use actix_web::{HttpResponse, Responder, web};
use chrono::{NaiveDateTime, Utc};
use serde::{Deserialize, Serialize};
use serde_json::Value;
use sqlx::MySqlPool;
use tracing::{error, warn};
use utoipa::{IntoParams, ToSchema};

use crate::api::settings::load_work_hours;
use crate::config::Config;
use crate::model::attendance::Direction;
use crate::report::monitoring::{MonitoringRow, build_rows};
use crate::report::{EventRow, RosterEntry};
use crate::utils::time::{day_bounds, to_local_naive};

#[derive(Debug, Deserialize, IntoParams)]
#[into_params(parameter_in = Query)]
pub struct MonitoringQuery {
    /// `true` returns the bare array instead of `{ data }`
    pub raw: Option<bool>,
}

#[derive(Serialize, ToSchema)]
pub struct MonitoringResponse {
    pub data: Vec<MonitoringRow>,
}

pub async fn fetch_roster(pool: &MySqlPool) -> Result<Vec<RosterEntry>, sqlx::Error> {
    sqlx::query_as::<_, RosterEntry>(
        r#"
        SELECT
            CAST(nim AS CHAR) AS nim,
            CAST(nama AS CHAR) AS nama,
            CAST(kelas AS CHAR) AS kelas
        FROM temp_users
        WHERE nim IS NOT NULL
        ORDER BY nim
        "#,
    )
    .fetch_all(pool)
    .await
}

/// Events with `start <= createdAt < end`, oldest first. A missing bound is open.
pub async fn fetch_events(
    pool: &MySqlPool,
    start: Option<NaiveDateTime>,
    end: Option<NaiveDateTime>,
) -> Result<Vec<EventRow>, sqlx::Error> {
    let rows = sqlx::query_as::<_, (String, i64, NaiveDateTime)>(
        r#"
        SELECT CAST(nim AS CHAR), CAST(type AS SIGNED), createdAt
        FROM attendances
        WHERE nim IS NOT NULL
          AND (? IS NULL OR createdAt >= ?)
          AND (? IS NULL OR createdAt < ?)
        ORDER BY createdAt, id
        "#,
    )
    .bind(start)
    .bind(start)
    .bind(end)
    .bind(end)
    .fetch_all(pool)
    .await?;

    Ok(rows
        .into_iter()
        .filter_map(|(nim, code, created_at)| match Direction::from_code(code) {
            Some(direction) => Some(EventRow {
                nim,
                direction,
                created_at,
            }),
            None => {
                warn!(nim, code, "Skipping attendance row with unknown type");
                None
            }
        })
        .collect())
}

/// Today's board for the roster, in reference wall-clock time.
pub async fn load_today(pool: &MySqlPool, config: &Config) -> Result<Vec<MonitoringRow>, sqlx::Error> {
    let now = to_local_naive(Utc::now(), config.attendance_offset);
    let (start, end) = day_bounds(now.date());

    let roster = fetch_roster(pool).await?;
    let events = fetch_events(pool, Some(start), Some(end)).await?;
    let hours = load_work_hours(pool).await?;

    Ok(build_rows(&roster, &events, now, &hours))
}

/// `{ data }` by default, the bare array when `raw` is set.
fn monitoring_body(rows: Vec<MonitoringRow>, raw: bool) -> serde_json::Result<Value> {
    if raw {
        serde_json::to_value(rows)
    } else {
        serde_json::to_value(MonitoringResponse { data: rows })
    }
}

/// Today's attendance board
#[utoipa::path(
    get,
    path = "/api/monitoring",
    params(MonitoringQuery),
    responses(
        (status = 200, description = "One row per roster student, latest scan first", body = MonitoringResponse),
        (status = 500, description = "Internal server error")
    ),
    tag = "Monitoring"
)]
pub async fn monitoring(
    pool: web::Data<MySqlPool>,
    config: web::Data<Config>,
    query: web::Query<MonitoringQuery>,
) -> actix_web::Result<impl Responder> {
    let rows = load_today(pool.get_ref(), config.get_ref()).await.map_err(|e| {
        error!(error = %e, "Failed to load monitoring data");
        actix_web::error::ErrorInternalServerError("Internal Server Error")
    })?;

    let body = monitoring_body(rows, query.raw.unwrap_or(false)).map_err(|e| {
        error!(error = %e, "Failed to serialize monitoring data");
        actix_web::error::ErrorInternalServerError("Internal Server Error")
    })?;
    Ok(HttpResponse::Ok().json(body))
}

#[cfg(test)]
mod tests {
    use super::*;
    use crate::model::settings::WorkHours;
    use chrono::NaiveDate;

    fn board() -> Vec<MonitoringRow> {
        let roster = [RosterEntry {
            nim: "2201010001".into(),
            nama: Some("Budi".into()),
            kelas: Some("TI-3A".into()),
        }];
        let now = NaiveDate::from_ymd_opt(2026, 10, 19)
            .unwrap()
            .and_hms_opt(9, 0, 0)
            .unwrap();
        build_rows(&roster, &[], now, &WorkHours::default())
    }

    #[test]
    fn raw_query_returns_the_bare_array() {
        let body = monitoring_body(board(), true).unwrap();

        let rows = body.as_array().unwrap();
        assert_eq!(rows.len(), 1);
        assert_eq!(rows[0]["nim"], "2201010001");
        assert!(rows[0]["last_type"].is_null());
    }

    #[test]
    fn default_response_wraps_rows_in_data() {
        let body = monitoring_body(board(), false).unwrap();

        assert!(body.is_object());
        assert_eq!(body["data"].as_array().map(Vec::len), Some(1));
        assert_eq!(body["data"][0]["nama"], "Budi");
    }
}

────────────────────

◆ **ASSIGNED TASK**
Go through the material above and state how many lines hold the word "struct". Give only the number.

◆ **RESULT FOR THIS TASK**
2